(Saved data entries)
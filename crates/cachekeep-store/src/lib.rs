//! Cachekeep Store - typed blobs under one cache directory
//!
//! Every entry is a single file directly under the cache root. Values flow
//! one way on write (value -> codec -> raw bytes -> file) and back on read:
//!
//! - [`name`]: entry name validation and path resolution
//! - [`raw`]: whole-file byte reads and writes
//! - [`text`]: UTF-8 text over raw bytes
//! - [`encrypted`]: passphrase encryption layered over any text channel
//! - [`record`]: serde values stored as JSON text
//! - [`raster`]: raster images in a caller-selected format
//! - [`CacheStore`]: the facade tying them together
//!
//! The filesystem is the only source of truth. Nothing is cached in process,
//! and entries reclaimed by the OS simply read back as [`CacheError::NotFound`].

pub mod encrypted;
pub mod name;
pub mod raster;
pub mod raw;
pub mod record;
mod store;
pub mod text;

use std::fmt;
use std::io;

use cachekeep_crypto::CryptoError;

pub use cachekeep_crypto::{PassphraseCipher, SecretString, TextCipher};
pub use name::EntryPath;
pub use raster::ImageFormat;
pub use store::{CacheStore, StoreConfig, WriteMode};

/// Boxed cause for write failures, which can come from any codec.
pub type BoxError = Box<dyn std::error::Error + Send + Sync + 'static>;

/// Errors from cache store operations.
///
/// Every variant is recoverable; none poisons the store.
#[derive(Debug, thiserror::Error)]
pub enum CacheError {
    #[error("Invalid entry name {name:?}: {reason}")]
    InvalidName { name: String, reason: &'static str },

    #[error("Entry not found: {name}")]
    NotFound { name: String },

    #[error("Failed to read entry {name}: {source}")]
    ReadFailed {
        name: String,
        #[source]
        source: io::Error,
    },

    #[error("Failed to write entry {name}: {source}")]
    WriteFailed {
        name: String,
        #[source]
        source: BoxError,
    },

    #[error("Failed to decrypt entry {name}: {source}")]
    DecryptFailed {
        name: String,
        #[source]
        source: CryptoError,
    },

    #[error("Failed to parse record {name}: {source}")]
    ParseFailed {
        name: String,
        #[source]
        source: serde_json::Error,
    },

    #[error("Failed to decode image {name}: {source}")]
    DecodeFailed {
        name: String,
        #[source]
        source: ::image::ImageError,
    },
}

/// Failure category of a [`CacheError`], without its payload.
#[derive(Debug, Clone, Copy, PartialEq, Eq, Hash)]
pub enum ErrorKind {
    InvalidName,
    NotFound,
    ReadFailed,
    WriteFailed,
    DecryptFailed,
    ParseFailed,
    DecodeFailed,
}

impl ErrorKind {
    pub fn as_str(self) -> &'static str {
        match self {
            ErrorKind::InvalidName => "invalid_name",
            ErrorKind::NotFound => "not_found",
            ErrorKind::ReadFailed => "read_failed",
            ErrorKind::WriteFailed => "write_failed",
            ErrorKind::DecryptFailed => "decrypt_failed",
            ErrorKind::ParseFailed => "parse_failed",
            ErrorKind::DecodeFailed => "decode_failed",
        }
    }
}

impl fmt::Display for ErrorKind {
    fn fmt(&self, f: &mut fmt::Formatter<'_>) -> fmt::Result {
        f.write_str(self.as_str())
    }
}

impl CacheError {
    pub fn kind(&self) -> ErrorKind {
        match self {
            CacheError::InvalidName { .. } => ErrorKind::InvalidName,
            CacheError::NotFound { .. } => ErrorKind::NotFound,
            CacheError::ReadFailed { .. } => ErrorKind::ReadFailed,
            CacheError::WriteFailed { .. } => ErrorKind::WriteFailed,
            CacheError::DecryptFailed { .. } => ErrorKind::DecryptFailed,
            CacheError::ParseFailed { .. } => ErrorKind::ParseFailed,
            CacheError::DecodeFailed { .. } => ErrorKind::DecodeFailed,
        }
    }

    /// Entry name the failed operation was addressing.
    pub fn entry_name(&self) -> &str {
        match self {
            CacheError::InvalidName { name, .. }
            | CacheError::NotFound { name }
            | CacheError::ReadFailed { name, .. }
            | CacheError::WriteFailed { name, .. }
            | CacheError::DecryptFailed { name, .. }
            | CacheError::ParseFailed { name, .. }
            | CacheError::DecodeFailed { name, .. } => name,
        }
    }

    pub fn is_not_found(&self) -> bool {
        matches!(self, CacheError::NotFound { .. })
    }

    pub(crate) fn write_failed(entry: &EntryPath, source: impl Into<BoxError>) -> Self {
        CacheError::WriteFailed {
            name: entry.name().to_string(),
            source: source.into(),
        }
    }

    pub(crate) fn read_failed(entry: &EntryPath, source: io::Error) -> Self {
        CacheError::ReadFailed {
            name: entry.name().to_string(),
            source,
        }
    }
}

pub type Result<T> = std::result::Result<T, CacheError>;

#[cfg(test)]
mod tests {
    use super::*;

    #[test]
    fn test_kind_matches_variant() {
        let err = CacheError::NotFound {
            name: "profile".into(),
        };
        assert_eq!(err.kind(), ErrorKind::NotFound);
        assert!(err.is_not_found());
        assert_eq!(err.entry_name(), "profile");
    }

    #[test]
    fn test_display_names_the_entry() {
        let err = CacheError::ReadFailed {
            name: "avatar".into(),
            source: io::Error::new(io::ErrorKind::PermissionDenied, "denied"),
        };
        assert_eq!(err.to_string(), "Failed to read entry avatar: denied");
        assert_eq!(err.kind().to_string(), "read_failed");
    }

    #[test]
    fn test_source_chain_is_preserved() {
        use std::error::Error;

        let err = CacheError::DecryptFailed {
            name: "token".into(),
            source: CryptoError::Decryption,
        };
        let source = err.source().expect("decrypt error carries a cause");
        assert!(source.to_string().contains("Decryption failed"));
    }
}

** TASK DIRECTIONS **
The total of lines in the data that contain "denied" is all you should give.

** WRITTEN SOLUTION **
2